Selective deficits in erythrocyte docosahexaenoic acid composition in adult patients with bipolar disorder and major depressive disorder

Robert K McNamara, Ronald Jandacek, Therese Rider, Patrick Tso, Yogesh Dwivedi, Ghanshyam N Pandey, Robert K McNamara, Ronald Jandacek, Therese Rider, Patrick Tso, Yogesh Dwivedi, Ghanshyam N Pandey

Abstract

Background: Epidemiological and controlled intervention trials suggest that omega-3 (n-3) fatty acid deficiency represents a reversible risk factor for recurrent affective disorders. However, there is limited comparative information available regarding the n-3 fatty acid status and associated mood symptoms in medication-free patients with major depressive disorder (MDD) and bipolar disorder (BD).

Methods: The fatty acid composition of erythrocyte membranes from adult male and female healthy controls (n=20) and medication-free patients with MDD (n=20) and BD (n=20) was determined by gas chromatography. Associations with depression and mania symptom severity scores were investigated.
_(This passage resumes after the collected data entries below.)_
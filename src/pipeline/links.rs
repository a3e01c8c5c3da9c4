// src/pipeline/links.rs
//! Post-hoc link verification: probe every report URL, rewrite moved links,
//! drop items whose page is gone.

use std::collections::BTreeMap;

use metrics::counter;

use crate::config::ProbeSection;
use crate::probe::{LinkChecker, UrlCheckResult};
use crate::report::WeeklyReport;

#[derive(Debug, Clone, Copy, Default, PartialEq, Eq)]
pub struct LinkStats {
    pub checked: usize,
    pub dropped: usize,
    pub rewritten: usize,
    pub transport_failures: usize,
}

enum Verdict {
    Keep,
    Rewrite(String),
    Drop,
}

fn verdict(results: &BTreeMap<String, UrlCheckResult>, url: &str, probe: &ProbeSection) -> Verdict {
    let Some(r) = results.get(url.trim()) else {
        // never probed: not an http(s) URL
        return Verdict::Drop;
    };
    if r.ok {
        return match &r.final_url {
            Some(to) => Verdict::Rewrite(to.clone()),
            None => Verdict::Keep,
        };
    }
    if r.is_transport_failure() && !probe.drop_on_transport_error {
        return Verdict::Keep;
    }
    Verdict::Drop
}

/// Applies the verdict to one optional link. Returns false when the owning
/// item must go.
fn apply(
    slot: &mut Option<String>,
    results: &BTreeMap<String, UrlCheckResult>,
    probe: &ProbeSection,
    stats: &mut LinkStats,
) -> bool {
    let Some(url) = slot.as_deref() else {
        return true;
    };
    match verdict(results, url, probe) {
        Verdict::Keep => true,
        Verdict::Rewrite(to) => {
            *slot = Some(to);
            stats.rewritten += 1;
            true
        }
        Verdict::Drop => {
            stats.dropped += 1;
            false
        }
    }
}

/// `known_homepages` enables the homepage-fallback check for those origins.
pub async fn verify_links(
    mut report: WeeklyReport,
    checker: &dyn LinkChecker,
    probe: &ProbeSection,
    known_homepages: &[String],
) -> (WeeklyReport, LinkStats) {
    let mut urls = report.item_urls();
    urls.extend(report.company_homepages.values().cloned());
    let results = checker.check_all(urls, known_homepages).await;

    let mut stats = LinkStats {
        checked: results.len(),
        transport_failures: results.values().filter(|r| r.is_transport_failure()).count(),
        ..Default::default()
    };
    for r in results.values().filter(|r| !r.ok) {
        tracing::debug!(target: "probe", url = %r.url, status = ?r.status, reason = ?r.reason, "link failed probe");
    }

    report
        .top_highlights
        .retain_mut(|h| apply(&mut h.link, &results, probe, &mut stats));
    for items in report.category_updates.values_mut() {
        items.retain_mut(|u| apply(&mut u.url, &results, probe, &mut stats));
    }
    report
        .overseas_updates
        .retain_mut(|o| apply(&mut o.update.url, &results, probe, &mut stats));
    report
        .hiring_signals
        .retain_mut(|h| apply(&mut h.url, &results, probe, &mut stats));
    report.company_homepages.retain(|_, home| {
        let mut slot = Some(home.clone());
        let keep = apply(&mut slot, &results, probe, &mut stats);
        if let Some(to) = slot {
            *home = to;
        }
        keep
    });

    counter!("radar_urls_dropped_total").increment(stats.dropped as u64);
    counter!("radar_urls_rewritten_total").increment(stats.rewritten as u64);
    tracing::info!(
        target: "probe",
        checked = stats.checked,
        dropped = stats.dropped,
        rewritten = stats.rewritten,
        transport_failures = stats.transport_failures,
        "link verification applied"
    );
    (report, stats)
}

#[cfg(test)]
mod tests {
    use super::*;
    use crate::probe::{StaticLinkChecker, REASON_HOMEPAGE_FALLBACK, REASON_SOFT_404};
    use crate::report::{Highlight, HiringSignal, UpdateItem};

    fn update(company: &str, url: &str) -> UpdateItem {
        UpdateItem {
            company: company.into(),
            tag: "Update".into(),
            title: company.into(),
            url: Some(url.into()),
            insight: None,
        }
    }

    fn report() -> WeeklyReport {
        let mut r = WeeklyReport::default();
        r.top_highlights.push(Highlight {
            company: "Gone".into(),
            link: Some("https://example.com/gone".into()),
            ..Default::default()
        });
        r.category_updates.insert(
            "CAT-A".into(),
            vec![
                update("Gone", "https://example.com/gone"),
                update("Soft", "https://soft.example/a"),
                update("Moved", "https://old.example/a"),
                update("Slow", "https://slow.example/a"),
                update("Spoof", "https://spoof.example/a"),
                UpdateItem {
                    company: "Linkless".into(),
                    ..Default::default()
                },
            ],
        );
        r.hiring_signals.push(HiringSignal {
            company: "Fine".into(),
            url: Some("https://fine.example/jobs".into()),
            ..Default::default()
        });
        r
    }

    fn checker() -> StaticLinkChecker {
        StaticLinkChecker::new()
            .status("https://example.com/gone", 404)
            .reason("https://soft.example/a", REASON_SOFT_404)
            .moved("https://old.example/a", "https://new.example/a")
            .transport_failure("https://slow.example/a")
            .reason("https://spoof.example/a", REASON_HOMEPAGE_FALLBACK)
    }

    #[tokio::test]
    async fn dead_links_dropped_and_moved_links_rewritten() {
        let (r, stats) = verify_links(report(), &checker(), &ProbeSection::default(), &[]).await;
        assert!(r.top_highlights.is_empty());
        let items = &r.category_updates["CAT-A"];
        let names: Vec<_> = items.iter().map(|u| u.company.as_str()).collect();
        assert_eq!(names, vec!["Moved", "Slow", "Linkless"]);
        assert_eq!(items[0].url.as_deref(), Some("https://new.example/a"));
        assert_eq!(r.hiring_signals.len(), 1);
        assert_eq!(stats.dropped, 4);
        assert_eq!(stats.rewritten, 1);
        assert_eq!(stats.transport_failures, 1);
    }

    #[tokio::test]
    async fn transport_failures_dropped_when_configured() {
        let probe = ProbeSection {
            drop_on_transport_error: true,
            ..ProbeSection::default()
        };
        let (r, _) = verify_links(report(), &checker(), &probe, &[]).await;
        let names: Vec<_> = r.category_updates["CAT-A"].iter().map(|u| u.company.as_str()).collect();
        assert_eq!(names, vec!["Moved", "Linkless"]);
    }

    #[tokio::test]
    async fn dead_homepages_removed() {
        let mut r = WeeklyReport::default();
        r.company_homepages.insert("A".into(), "https://a.example/".into());
        r.company_homepages.insert("B".into(), "https://b.example/".into());
        let checker = StaticLinkChecker::new().status("https://b.example/", 500);
        let (r, _) = verify_links(r, &checker, &ProbeSection::default(), &[]).await;
        assert_eq!(r.company_homepages.len(), 1);
        assert!(r.company_homepages.contains_key("A"));
    }
}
Results: After correction for multiple comparisons, both MDD (-20%) and BD (-32%) patients exhibited significantly lower erythrocyte docosahexaenoic acid (DHA, 22:6n-3) composition relative to healthy controls, and there was a trend for lower DHA in BD patients relative to MDD patients (-15%, p=0.09). There were no gender differences for DHA in any group. Other n-3 fatty acids, including eicosapentaenoic acid (EPA, 20:5n-3) and docosapentanoic acid (22:5n-3), and n-6 fatty acids, including arachidonic acid (AA, 20:4n-6), were not different. Erythrocyte DHA composition was inversely correlated with indices of delta-9 desaturase activity (18:1/18:0), and associated elevations in oleic acid (18:1n-9) composition, and delta-6 desaturase activity (20:3/18:2). DHA composition was not significantly correlated with depression or mania symptom severity scores.

Limitations: Data regarding diet and life style factors (cigarette smoking) were not available to evaluate their contribution to the present findings.

Conclusions: Male and female patients with MDD and BD exhibit selective erythrocyte DHA deficits relative to healthy controls, and this deficit was numerically greater in BD patients. Selective DHA deficits are consistent with impaired peroxisome function, which has implications for n-3 fatty acid interventions aimed at preventing or reversing this deficit.

Conflict of interest statement

Conflict of interest: No conflict declared.

Conflict of Interest Statement. None of the authors have any actual or potential conflict of interest, including any financial, personal or other relationships with other people or organizations within three (3) years of beginning the work submitted that could inappropriately influence, or be perceived to influence, their work.

Copyright 2010 Elsevier B.V. All rights reserved.

Figures

Figure 1
Figure 1
Comparison of the 20:3/18:2 ratio (A), an index of delta-6 desaturase activity, and the 20:4/20:3 ratio (B), an index of delta-5 desaturase activity, and the 18:1/18:0 ratio, an index of delta-9 desaturase activity (C), in healthy controls (HC) and patients with MDD or BD. Correlations between erythrocyte DHA composition and the 20:3/18:2 ratio (D), the 20:4/20:3 ratio (E), and the 18:1/18:0 ratio (F) among all subjects (n=55). Percent difference from controls and associated p-values (two-tailed) are presented in A-C, and Pearson correlation coefficients and p-values (two-tailed) are presented in D-F. Values are group mean ± S.E.M.
Figure 2
Figure 2
(A) Comparison of erythrocyte DHA (22:6n-3) composition in male and female healthy controls (HC) and patients with MDD or BD. Note that there are no gender differences in erythrocyte DHA composition in any group. (B) Comparison of the 20:3/18:2 ratio in male and female healthy controls (HC) and patients with MDD or BD. Note that unlike female patients with BD, female patients with MDD do not exhibit a greater 20:3/18:2 ratio relative to female controls. Percent difference from controls and associated p-values (two-tailed) are presented. Values are group mean ± S.E.M.
Figure 3
Figure 3
Diagram illustrating the biosynthetic pathways of omega-6 and omega-3 PUFAs from dietary precursors linolenic acid (LA, 18:2n-6) and alpha-linolenic acid (ALA, 18:3n-3), respectively. The biosynthesis of long-chain fatty acid products of LA and ALA requires a series of common microsomal elongation and delta (Δ) 5- and 6-desaturase-mediated reactions, and the final synthesis of DHA and DPA (22:5n-6) requires additional enzymatic modifications within peroxisomes. It is proposed that a defect in peroxisomal function could account for the selective DHA deficits, normal levels of n-3 fatty acid precursors of DHA including EPA (20:5n-3) and DPA (22:5n-3), and lack of reciprocal elevations in 22:5n-6 in patients with MDD and BD.